How to complete this task: Output all records below verbatim.

Stored data entries:
------------------------------

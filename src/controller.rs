#![forbid(unsafe_code)]

//! The navigation state machine.
//!
//! `handle_key` and `apply` are the only entry points. Both mutate the active
//! view synchronously and return at most one [`Effect`] for the runtime; no
//! I/O happens in here.

use crate::commands::{AfterPut, Completion, EditJob, EditPurpose, Effect, Request};
use crate::config::{AppContext, Listing};
use crate::keymap::{action_for, Action, Key};
use crate::model::{
    file_extension, Bucket, BucketList, BucketMode, ObjectView, PagedObjects, PagedRow, TextInput,
    TreeView, View,
};
use crate::tree::PathTree;

const SCROLL_PAGE: isize = 10;

#[derive(Debug)]
pub struct Controller {
    view: View,
    status: String,
}

/// Outcome of feeding a key to a text prompt.
enum Prompt {
    Editing,
    Submit(String),
    Cancel,
    Quit,
}

fn edit_prompt(input: &mut TextInput, key: Key) -> Prompt {
    match key {
        Key::Enter => Prompt::Submit(input.value.trim().to_string()),
        Key::Esc => Prompt::Cancel,
        Key::CtrlC => Prompt::Quit,
        Key::Backspace => {
            input.backspace();
            Prompt::Editing
        }
        Key::Left => {
            input.left();
            Prompt::Editing
        }
        Key::Right => {
            input.right();
            Prompt::Editing
        }
        Key::Char(ch) => {
            input.insert(ch);
            Prompt::Editing
        }
        _ => Prompt::Editing,
    }
}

------------------------------

Response to the task:
filename src/controller.rs
#![forbid(unsafe_code)]

//! The navigation state machine.
//!
//! `handle_key` and `apply` are the only entry points. Both mutate the active
//! view synchronously and return at most one [`Effect`] for the runtime; no
//! I/O happens in here.

use crate::commands::{AfterPut, Completion, EditJob, EditPurpose, Effect, Request};
use crate::config::{AppContext, Listing};
use crate::keymap::{action_for, Action, Key};
use crate::model::{
    file_extension, Bucket, BucketList, BucketMode, ObjectView, PagedObjects, PagedRow, TextInput,
    TreeView, View,
};
use crate::tree::PathTree;

const SCROLL_PAGE: isize = 10;

#[derive(Debug)]
pub struct Controller {
    view: View,
    status: String,
}

/// Outcome of feeding a key to a text prompt.
enum Prompt {
    Editing,
    Submit(String),
    Cancel,
    Quit,
}

fn edit_prompt(input: &mut TextInput, key: Key) -> Prompt {
    match key {
        Key::Enter => Prompt::Submit(input.value.trim().to_string()),
        Key::Esc => Prompt::Cancel,
        Key::CtrlC => Prompt::Quit,
        Key::Backspace => {
            input.backspace();
            Prompt::Editing
        }
        Key::Left => {
            input.left();
            Prompt::Editing
        }
        Key::Right => {
            input.right();
            Prompt::Editing
        }
        Key::Char(ch) => {
            input.insert(ch);
            Prompt::Editing
        }
        _ => Prompt::Editing,
    }
}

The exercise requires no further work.